**RECORD EXCERPTS**.
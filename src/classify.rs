/* Device classification: vendor type code → canonical category, display
 * name, and product-image tag.
 *
 * The per-type dispatch is a static lookup table so the mapping stays
 * data-driven and exhaustively testable. */

use anyhow::{Context, Result};
use tracing::debug;

use crate::device::{CanonicalDevice, DeviceCategory, LedUnit};
use crate::sdk::AuraDevice;

/* Cosmetic display-name rewrite applied for specific vendor codes. Must
 * never affect LED alignment. */
#[derive(Debug, Clone, Copy)]
enum NameTransform {
    Keep,
    Force(&'static str),
    Replace {
        from: &'static str,
        to: &'static str,
    },
}

impl NameTransform {
    fn apply(self, name: &str) -> String {
        match self {
            NameTransform::Keep => name.to_string(),
            NameTransform::Force(fixed) => fixed.to_string(),
            NameTransform::Replace { from, to } => name.replace(from, to),
        }
    }
}

struct TypeCodeEntry {
    code: u32,
    category: DeviceCategory,
    rename: NameTransform,
    image: Option<&'static str>,
}

/* Vendor type-code table. Codes absent from this table resolve to
 * `Other` with the name kept as-is — the default branch, not an error. */
static AURA_TYPE_CODES: &[TypeCodeEntry] = &[
    TypeCodeEntry { code: 0x0001_0000, category: DeviceCategory::MotherBoard, rename: NameTransform::Force("Motherboard"), image: Some("Motherboard") },
    TypeCodeEntry { code: 0x0001_1000, category: DeviceCategory::LedStrip, rename: NameTransform::Replace { from: "AddressableHeader", to: "ARGB Header" }, image: Some("AddressableHeader") },
    TypeCodeEntry { code: 0x0002_0000, category: DeviceCategory::Gpu, rename: NameTransform::Replace { from: "Vga", to: "GPU" }, image: Some("GPU") },
    TypeCodeEntry { code: 0x0004_0000, category: DeviceCategory::Headset, rename: NameTransform::Keep, image: Some("Headset") },
    TypeCodeEntry { code: 0x0007_0000, category: DeviceCategory::Memory, rename: NameTransform::Keep, image: Some("DRAM") },
    TypeCodeEntry { code: 0x0008_0000, category: DeviceCategory::Keyboard, rename: NameTransform::Keep, image: Some("Keyboard") },
    TypeCodeEntry { code: 0x0008_1000, category: DeviceCategory::Keyboard, rename: NameTransform::Keep, image: Some("LaptopKeyboard") }, /* notebook keyboard */
    TypeCodeEntry { code: 0x0008_1001, category: DeviceCategory::Keyboard, rename: NameTransform::Keep, image: Some("LaptopKeyboard") }, /* notebook keyboard, 4-zone */
    TypeCodeEntry { code: 0x0009_0000, category: DeviceCategory::Keyboard, rename: NameTransform::Keep, image: Some("Mouse") },
    TypeCodeEntry { code: 0x0003_0000, category: DeviceCategory::Other, rename: NameTransform::Keep, image: Some("Monitor") },
    TypeCodeEntry { code: 0x000B_0000, category: DeviceCategory::Other, rename: NameTransform::Keep, image: Some("Chassis") },
    TypeCodeEntry { code: 0x0005_0000, category: DeviceCategory::Other, rename: NameTransform::Keep, image: Some("Microphone") },
    TypeCodeEntry { code: 0x0006_0000, category: DeviceCategory::Other, rename: NameTransform::Keep, image: Some("HDD") },
    TypeCodeEntry { code: 0x000C_0000, category: DeviceCategory::Bulb, rename: NameTransform::Keep, image: Some("Projector") },
    TypeCodeEntry { code: 0x0000_0000, category: DeviceCategory::Other, rename: NameTransform::Keep, image: None }, /* "all devices" pseudo-entry */
    TypeCodeEntry { code: 0x0001_2000, category: DeviceCategory::Other, rename: NameTransform::Keep, image: None }, /* all-in-one PC */
    TypeCodeEntry { code: 0x0006_1000, category: DeviceCategory::Other, rename: NameTransform::Keep, image: None }, /* external BD drive */
];

fn lookup_type_code(code: u32) -> Option<&'static TypeCodeEntry> {
    AURA_TYPE_CODES.iter().find(|entry| entry.code == code)
}

/* Classify one vendor device record into a canonical device.
 *
 * Light slots are projected into `LedUnit`s in original order with
 * zero-based sequential indices; an empty light list is valid and yields
 * zero LEDs. Returns `Err` if the vendor light data cannot be read — the
 * caller decides whether that aborts anything (`discover` does not). */
pub fn classify(device: &dyn AuraDevice) -> Result<CanonicalDevice> {
    let vendor_name = device.name();
    let type_code = device.type_code();

    let count = device
        .light_count()
        .with_context(|| format!("Counting lights on {vendor_name}"))?;

    let mut leds = Vec::with_capacity(count);
    for index in 0..count {
        let light_name = device
            .light_name(index)
            .with_context(|| format!("Reading light {index} on {vendor_name}"))?;
        leds.push(LedUnit {
            index,
            name: light_name.clone(),
            vendor_light_name: light_name,
        });
    }

    let (category, name, image_key) = match lookup_type_code(type_code) {
        Some(entry) => (
            entry.category,
            entry.rename.apply(&vendor_name),
            entry.image.map(str::to_string),
        ),
        None => (DeviceCategory::Other, vendor_name.clone(), None),
    };

    debug!(
        "Classified {} (type 0x{:08x}) as {:?} with {} LEDs",
        vendor_name,
        type_code,
        category,
        leds.len()
    );

    Ok(CanonicalDevice {
        category,
        name,
        image_key,
        vendor_key: vendor_name,
        leds,
    })
}
/* aurad-rs — core of the Asus Aura Sync lighting driver.
 *
 * Normalizes vendor-enumerated RGB devices into a canonical device/LED
 * model (`classify`) and pushes batched color writes back to hardware
 * under a single-writer gate (`driver`). SDK lifecycle, product-image
 * loading, and the outer plugin surface live in the host shim, behind the
 * traits in `sdk`. */

pub mod classify;
pub mod device;
pub mod driver;
pub mod sdk;

#[cfg(any(test, feature = "dev-hooks"))]
pub mod test_device;

pub use device::{CanonicalDevice, Color, DeviceCategory, LedUnit};
pub use driver::{AuraDriver, DriverError, PushOutcome, PushPolicy};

**WHAT TO WORK ON**.
Only an exact copy of the entries above will do.

**SOLUTION FOR THIS EXERCISE**.
filename src/classify.rs
/* Device classification: vendor type code → canonical category, display
 * name, and product-image tag.
 *
 * The per-type dispatch is a static lookup table so the mapping stays
 * data-driven and exhaustively testable. */

use anyhow::{Context, Result};
use tracing::debug;

use crate::device::{CanonicalDevice, DeviceCategory, LedUnit};
use crate::sdk::AuraDevice;

/* Cosmetic display-name rewrite applied for specific vendor codes. Must
 * never affect LED alignment. */
#[derive(Debug, Clone, Copy)]
enum NameTransform {
    Keep,
    Force(&'static str),
    Replace {
        from: &'static str,
        to: &'static str,
    },
}

impl NameTransform {
    fn apply(self, name: &str) -> String {
        match self {
            NameTransform::Keep => name.to_string(),
            NameTransform::Force(fixed) => fixed.to_string(),
            NameTransform::Replace { from, to } => name.replace(from, to),
        }
    }
}

struct TypeCodeEntry {
    code: u32,
    category: DeviceCategory,
    rename: NameTransform,
    image: Option<&'static str>,
}

/* Vendor type-code table. Codes absent from this table resolve to
 * `Other` with the name kept as-is — the default branch, not an error. */
static AURA_TYPE_CODES: &[TypeCodeEntry] = &[
    TypeCodeEntry { code: 0x0001_0000, category: DeviceCategory::MotherBoard, rename: NameTransform::Force("Motherboard"), image: Some("Motherboard") },
    TypeCodeEntry { code: 0x0001_1000, category: DeviceCategory::LedStrip, rename: NameTransform::Replace { from: "AddressableHeader", to: "ARGB Header" }, image: Some("AddressableHeader") },
    TypeCodeEntry { code: 0x0002_0000, category: DeviceCategory::Gpu, rename: NameTransform::Replace { from: "Vga", to: "GPU" }, image: Some("GPU") },
    TypeCodeEntry { code: 0x0004_0000, category: DeviceCategory::Headset, rename: NameTransform::Keep, image: Some("Headset") },
    TypeCodeEntry { code: 0x0007_0000, category: DeviceCategory::Memory, rename: NameTransform::Keep, image: Some("DRAM") },
    TypeCodeEntry { code: 0x0008_0000, category: DeviceCategory::Keyboard, rename: NameTransform::Keep, image: Some("Keyboard") },
    TypeCodeEntry { code: 0x0008_1000, category: DeviceCategory::Keyboard, rename: NameTransform::Keep, image: Some("LaptopKeyboard") }, /* notebook keyboard */
    TypeCodeEntry { code: 0x0008_1001, category: DeviceCategory::Keyboard, rename: NameTransform::Keep, image: Some("LaptopKeyboard") }, /* notebook keyboard, 4-zone */
    TypeCodeEntry { code: 0x0009_0000, category: DeviceCategory::Keyboard, rename: NameTransform::Keep, image: Some("Mouse") },
    TypeCodeEntry { code: 0x0003_0000, category: DeviceCategory::Other, rename: NameTransform::Keep, image: Some("Monitor") },
    TypeCodeEntry { code: 0x000B_0000, category: DeviceCategory::Other, rename: NameTransform::Keep, image: Some("Chassis") },
    TypeCodeEntry { code: 0x0005_0000, category: DeviceCategory::Other, rename: NameTransform::Keep, image: Some("Microphone") },
    TypeCodeEntry { code: 0x0006_0000, category: DeviceCategory::Other, rename: NameTransform::Keep, image: Some("HDD") },
    TypeCodeEntry { code: 0x000C_0000, category: DeviceCategory::Bulb, rename: NameTransform::Keep, image: Some("Projector") },
    TypeCodeEntry { code: 0x0000_0000, category: DeviceCategory::Other, rename: NameTransform::Keep, image: None }, /* "all devices" pseudo-entry */
    TypeCodeEntry { code: 0x0001_2000, category: DeviceCategory::Other, rename: NameTransform::Keep, image: None }, /* all-in-one PC */
    TypeCodeEntry { code: 0x0006_1000, category: DeviceCategory::Other, rename: NameTransform::Keep, image: None }, /* external BD drive */
];

fn lookup_type_code(code: u32) -> Option<&'static TypeCodeEntry> {
    AURA_TYPE_CODES.iter().find(|entry| entry.code == code)
}

/* Classify one vendor device record into a canonical device.
 *
 * Light slots are projected into `LedUnit`s in original order with
 * zero-based sequential indices; an empty light list is valid and yields
 * zero LEDs. Returns `Err` if the vendor light data cannot be read — the
 * caller decides whether that aborts anything (`discover` does not). */
pub fn classify(device: &dyn AuraDevice) -> Result<CanonicalDevice> {
    let vendor_name = device.name();
    let type_code = device.type_code();

    let count = device
        .light_count()
        .with_context(|| format!("Counting lights on {vendor_name}"))?;

    let mut leds = Vec::with_capacity(count);
    for index in 0..count {
        let light_name = device
            .light_name(index)
            .with_context(|| format!("Reading light {index} on {vendor_name}"))?;
        leds.push(LedUnit {
            index,
            name: light_name.clone(),
            vendor_light_name: light_name,
        });
    }

    let (category, name, image_key) = match lookup_type_code(type_code) {
        Some(entry) => (
            entry.category,
            entry.rename.apply(&vendor_name),
            entry.image.map(str::to_string),
        ),
        None => (DeviceCategory::Other, vendor_name.clone(), None),
    };

    debug!(
        "Classified {} (type 0x{:08x}) as {:?} with {} LEDs",
        vendor_name,
        type_code,
        category,
        leds.len()
    );

    Ok(CanonicalDevice {
        category,
        name,
        image_key,
        vendor_key: vendor_name,
        leds,
    })
}
/* aurad-rs — core of the Asus Aura Sync lighting driver.
 *
 * Normalizes vendor-enumerated RGB devices into a canonical device/LED
 * model (`classify`) and pushes batched color writes back to hardware
 * under a single-writer gate (`driver`). SDK lifecycle, product-image
 * loading, and the outer plugin surface live in the host shim, behind the
 * traits in `sdk`. */

pub mod classify;
pub mod device;
pub mod driver;
pub mod sdk;

#[cfg(any(test, feature = "dev-hooks"))]
pub mod test_device;

pub use device::{CanonicalDevice, Color, DeviceCategory, LedUnit};
pub use driver::{AuraDriver, DriverError, PushOutcome, PushPolicy};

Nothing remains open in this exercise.